*Work request*: Pick out all lines of the entries that include the word "configuration" and copy them.

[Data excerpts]
_ _ _ _
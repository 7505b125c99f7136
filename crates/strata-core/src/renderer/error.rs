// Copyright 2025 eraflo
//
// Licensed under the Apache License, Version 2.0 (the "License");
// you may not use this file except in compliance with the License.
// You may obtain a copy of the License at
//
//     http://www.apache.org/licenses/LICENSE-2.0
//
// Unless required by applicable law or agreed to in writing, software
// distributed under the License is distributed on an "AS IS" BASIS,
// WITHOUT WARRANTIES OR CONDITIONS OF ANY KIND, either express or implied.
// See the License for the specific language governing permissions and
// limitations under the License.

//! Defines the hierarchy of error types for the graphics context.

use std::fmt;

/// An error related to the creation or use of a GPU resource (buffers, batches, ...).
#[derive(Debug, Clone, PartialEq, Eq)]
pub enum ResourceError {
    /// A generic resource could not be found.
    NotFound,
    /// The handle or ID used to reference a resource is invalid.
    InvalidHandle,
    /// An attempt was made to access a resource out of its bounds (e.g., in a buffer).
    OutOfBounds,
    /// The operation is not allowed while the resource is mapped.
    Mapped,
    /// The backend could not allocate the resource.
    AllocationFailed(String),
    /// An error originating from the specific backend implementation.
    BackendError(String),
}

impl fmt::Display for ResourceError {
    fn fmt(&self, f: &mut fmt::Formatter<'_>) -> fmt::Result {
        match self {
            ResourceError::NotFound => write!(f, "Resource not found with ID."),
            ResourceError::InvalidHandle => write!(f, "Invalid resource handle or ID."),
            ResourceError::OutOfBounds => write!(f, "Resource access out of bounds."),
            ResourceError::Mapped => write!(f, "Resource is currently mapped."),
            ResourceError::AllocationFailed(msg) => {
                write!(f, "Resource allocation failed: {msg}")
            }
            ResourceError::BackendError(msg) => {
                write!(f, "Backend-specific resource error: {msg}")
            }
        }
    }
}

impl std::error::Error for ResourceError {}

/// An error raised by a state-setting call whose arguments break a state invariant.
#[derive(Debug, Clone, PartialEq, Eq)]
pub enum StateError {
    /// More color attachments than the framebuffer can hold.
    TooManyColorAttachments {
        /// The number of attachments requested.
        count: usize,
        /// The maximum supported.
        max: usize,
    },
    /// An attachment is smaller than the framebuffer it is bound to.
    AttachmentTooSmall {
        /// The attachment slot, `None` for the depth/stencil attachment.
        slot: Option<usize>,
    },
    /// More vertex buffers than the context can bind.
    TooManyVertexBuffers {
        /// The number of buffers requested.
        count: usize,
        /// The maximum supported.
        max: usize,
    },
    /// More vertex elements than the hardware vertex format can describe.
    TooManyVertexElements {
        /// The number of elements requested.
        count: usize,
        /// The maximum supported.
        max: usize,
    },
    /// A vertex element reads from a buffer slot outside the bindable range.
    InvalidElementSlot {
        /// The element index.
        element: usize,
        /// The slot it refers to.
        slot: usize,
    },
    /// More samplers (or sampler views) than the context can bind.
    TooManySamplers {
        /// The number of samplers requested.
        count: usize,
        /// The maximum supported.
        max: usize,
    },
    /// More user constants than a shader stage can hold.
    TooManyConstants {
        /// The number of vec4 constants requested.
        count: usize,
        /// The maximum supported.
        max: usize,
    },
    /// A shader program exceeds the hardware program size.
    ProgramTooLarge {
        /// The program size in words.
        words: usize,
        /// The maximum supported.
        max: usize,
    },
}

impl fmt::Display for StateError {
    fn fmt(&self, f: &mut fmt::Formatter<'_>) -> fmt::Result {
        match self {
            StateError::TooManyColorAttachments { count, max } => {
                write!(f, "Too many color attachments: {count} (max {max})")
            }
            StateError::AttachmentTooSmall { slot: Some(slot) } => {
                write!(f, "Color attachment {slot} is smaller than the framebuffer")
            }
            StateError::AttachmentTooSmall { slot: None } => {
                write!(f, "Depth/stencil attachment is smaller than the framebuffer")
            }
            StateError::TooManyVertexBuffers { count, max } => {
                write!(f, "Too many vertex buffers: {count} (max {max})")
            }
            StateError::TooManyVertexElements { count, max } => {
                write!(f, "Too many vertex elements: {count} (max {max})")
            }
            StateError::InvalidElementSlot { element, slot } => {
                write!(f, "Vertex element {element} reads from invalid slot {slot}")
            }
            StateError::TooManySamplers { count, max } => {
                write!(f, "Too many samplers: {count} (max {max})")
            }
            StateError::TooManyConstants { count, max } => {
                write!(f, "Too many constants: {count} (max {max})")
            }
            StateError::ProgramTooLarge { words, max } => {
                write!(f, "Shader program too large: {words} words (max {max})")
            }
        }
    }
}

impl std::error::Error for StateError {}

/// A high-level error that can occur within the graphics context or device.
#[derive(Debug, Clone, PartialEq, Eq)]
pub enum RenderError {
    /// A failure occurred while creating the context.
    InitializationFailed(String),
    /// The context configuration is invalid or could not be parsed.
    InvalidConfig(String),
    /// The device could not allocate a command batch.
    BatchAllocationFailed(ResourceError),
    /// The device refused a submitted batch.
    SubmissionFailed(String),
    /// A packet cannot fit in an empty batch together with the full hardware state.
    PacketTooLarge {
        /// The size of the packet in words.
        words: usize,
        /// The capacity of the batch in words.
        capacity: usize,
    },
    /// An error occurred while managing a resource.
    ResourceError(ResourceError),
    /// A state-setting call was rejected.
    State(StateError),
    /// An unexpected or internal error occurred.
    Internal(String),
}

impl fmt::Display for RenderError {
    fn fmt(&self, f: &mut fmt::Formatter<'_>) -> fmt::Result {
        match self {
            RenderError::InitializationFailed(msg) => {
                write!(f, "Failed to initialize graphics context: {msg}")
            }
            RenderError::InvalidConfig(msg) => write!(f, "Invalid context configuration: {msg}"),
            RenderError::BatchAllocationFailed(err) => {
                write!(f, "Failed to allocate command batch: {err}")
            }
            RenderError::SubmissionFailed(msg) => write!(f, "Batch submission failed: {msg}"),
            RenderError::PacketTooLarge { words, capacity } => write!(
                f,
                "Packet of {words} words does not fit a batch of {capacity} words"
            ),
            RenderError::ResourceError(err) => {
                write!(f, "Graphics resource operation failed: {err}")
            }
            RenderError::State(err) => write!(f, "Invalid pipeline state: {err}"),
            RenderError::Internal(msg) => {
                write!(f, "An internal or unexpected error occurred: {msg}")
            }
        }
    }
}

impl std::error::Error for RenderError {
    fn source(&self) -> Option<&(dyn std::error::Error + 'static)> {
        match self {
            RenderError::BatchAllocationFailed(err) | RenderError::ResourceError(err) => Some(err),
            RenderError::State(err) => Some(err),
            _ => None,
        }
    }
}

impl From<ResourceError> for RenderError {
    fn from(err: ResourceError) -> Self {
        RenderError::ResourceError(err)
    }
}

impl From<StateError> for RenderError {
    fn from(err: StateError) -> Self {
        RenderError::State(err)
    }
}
_ _ _ _
*Solution for this task*:
    /// The context configuration is invalid or could not be parsed.
            RenderError::InvalidConfig(msg) => write!(f, "Invalid context configuration: {msg}"),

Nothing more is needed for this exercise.